Thursday, 4 December 2008

BBC Art Whoopsie

Pio Fedi - The Rape of Polyxena (1866) edited BBC screen shotA keen-eyed reader who knows his sculpture sent me a review of BBC Four's latest art effort: Travels with Vasari. Basing a TV art series on Vasari's classic Lives of the Artists is a good idea long overdue, but the BBC seems to have taken "travels" as the operative word. It assumes the average viewer prefers travelogues to boring old art and sends the narrator on endless car journeys (so I'm informed). Now for the gaffe. While a voiceover witters on about Renaissance art, the camera wanders lovingly over Pio Fedi's magnificent sculpture The Rape of Polyxena (1866). The BBC sent its camera team to the right location - the Loggia dei Lanzi in Florence -, but not to the right sculpture. This one is a few centuries too late for Vasari (1511-74) or for the Renaissance! Whoops!

2 Comments:

At 5/12/08, Blogger Robert said...

I think you will enjoy reading Conrad's post on art appreciation. I recommend his wisdom! When you apply the same to the Turner Prize one ends up with questioning the 90% figure in Sturgeon’s law!

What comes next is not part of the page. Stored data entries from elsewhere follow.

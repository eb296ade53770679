use std::fmt::{Display, Formatter};

use fieldlens_domain::{
    AccessFlags, Mutation, PendingEdit, PendingEdits, PermissionGrid, PermissionRow,
    QualifiedFieldName, RecordId, RecordIdShape, RowKey,
};
use serde::Serialize;
use tracing::warn;

use crate::FieldPermissionRecord;

/// Mutation planned for one edited row.
#[derive(Debug, Clone, PartialEq, Eq, Serialize)]
pub struct PlannedMutation {
    /// Row the mutation came from.
    pub row_key: RowKey,
    /// Write to perform.
    pub mutation: Mutation,
}

/// Why an edit produced no mutation.
#[derive(Debug, Clone, PartialEq, Eq, Serialize)]
#[serde(tag = "reason", content = "detail", rename_all = "snake_case")]
pub enum SkipReason {
    /// The row had no record id when it was edited.
    MissingRecordId,
    /// The record id matches neither the real nor the virtual shape.
    UnrecognizedRecordId(String),
    /// No fetched row carries the virtual id.
    OriginalRecordNotFound(String),
    /// The fetched row lacks a parent id or a usable field name.
    MissingParentOrField(String),
}

impl Display for SkipReason {
    fn fmt(&self, formatter: &mut Formatter<'_>) -> std::fmt::Result {
        match self {
            Self::MissingRecordId => formatter.write_str("row has no record id"),
            Self::UnrecognizedRecordId(id) => write!(formatter, "record id '{id}' has an unknown shape"),
            Self::OriginalRecordNotFound(id) => {
                write!(formatter, "no fetched row matches virtual id '{id}'")
            }
            Self::MissingParentOrField(id) => {
                write!(formatter, "fetched row '{id}' lacks a parent id or field name")
            }
        }
    }
}

/// Edit dropped during mapping.
#[derive(Debug, Clone, PartialEq, Eq, Serialize)]
pub struct SkippedEdit {
    /// Row the edit belonged to.
    pub row_key: RowKey,
    /// Why it was dropped.
    pub reason: SkipReason,
}

/// Ordered result of mapping a set of pending edits.
#[derive(Debug, Clone, PartialEq, Eq, Default, Serialize)]
pub struct MutationPlan {
    /// Mutations in edit insertion order.
    pub mutations: Vec<PlannedMutation>,
    /// Edits that produced no mutation.
    pub skipped: Vec<SkippedEdit>,
}

impl MutationPlan {
    /// Returns whether nothing is to be written.
    #[must_use]
    pub fn is_empty(&self) -> bool {
        self.mutations.is_empty()
    }
}

/// Translates pending edits into update or create mutations.
///
/// Each edit's record id decides the route: real ids become updates, virtual
/// ids become creates for the parent and field of the fetched row carrying
/// that id. Anything else is skipped with a warning.
#[must_use]
pub fn map_edits(
    edits: &PendingEdits,
    grid: &PermissionGrid,
    records: &[FieldPermissionRecord],
) -> MutationPlan {
    let mut plan = MutationPlan::default();

    for (row_key, edit) in edits.iter() {
        let current = grid
            .row(row_key.kind, row_key.index)
            .map_or(AccessFlags::NONE, PermissionRow::access);

        match map_edit(edit, edit.resolve(current), records) {
            Ok(mutation) => plan.mutations.push(PlannedMutation { row_key, mutation }),
            Err(reason) => {
                warn!(row = %row_key, reason = %reason, "skipping pending edit");
                plan.skipped.push(SkippedEdit { row_key, reason });
            }
        }
    }

    plan
}

fn map_edit(
    edit: &PendingEdit,
    access: AccessFlags,
    records: &[FieldPermissionRecord],
) -> Result<Mutation, SkipReason> {
    let Some(record_id) = edit.record_id.as_ref() else {
        return Err(SkipReason::MissingRecordId);
    };

    match record_id.shape() {
        RecordIdShape::Real => Ok(Mutation::Update {
            record_id: record_id.clone(),
            access,
        }),
        RecordIdShape::Virtual => {
            let record = find_original(records, record_id, edit.parent_id.as_deref())
                .ok_or_else(|| SkipReason::OriginalRecordNotFound(record_id.to_string()))?;
            let parent_id = record.resolved_parent_id();
            let field = record
                .field
                .as_deref()
                .and_then(|value| QualifiedFieldName::parse(value).ok());

            match (parent_id, field) {
                (Some(parent_id), Some(field)) => Ok(Mutation::Create {
                    parent_id: parent_id.to_owned(),
                    field,
                    access,
                }),
                _ => Err(SkipReason::MissingParentOrField(record_id.to_string())),
            }
        }
        RecordIdShape::Unrecognized => Err(SkipReason::UnrecognizedRecordId(record_id.to_string())),
    }
}

// Placeholder ids are not unique, so a row owned by the edited parent wins.
fn find_original<'a>(
    records: &'a [FieldPermissionRecord],
    record_id: &RecordId,
    parent_id: Option<&str>,
) -> Option<&'a FieldPermissionRecord> {
    let mut candidates = records
        .iter()
        .filter(|record| record.id.as_deref() == Some(record_id.as_str()));

    let first = candidates.clone().next();
    parent_id
        .and_then(|parent_id| candidates.find(|record| record.resolved_parent_id() == Some(parent_id)))
        .or(first)
}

http://vunex.blogspot.com/2008/12/schllen-der-leidenschaft.html

 
At 5/12/08, Blogger Unknown said...

Thanks, Robert. I shall try the link.

The Preface of Bernard Berenson's classic The Italian Painters of The Renaissance says it for me:

"Many see pictures without knowing what to look at. They are asked to admire works of pretended art and they do not know enough to say, like the child in Anderson's tale, 'Look, the Emperor has nothing on'."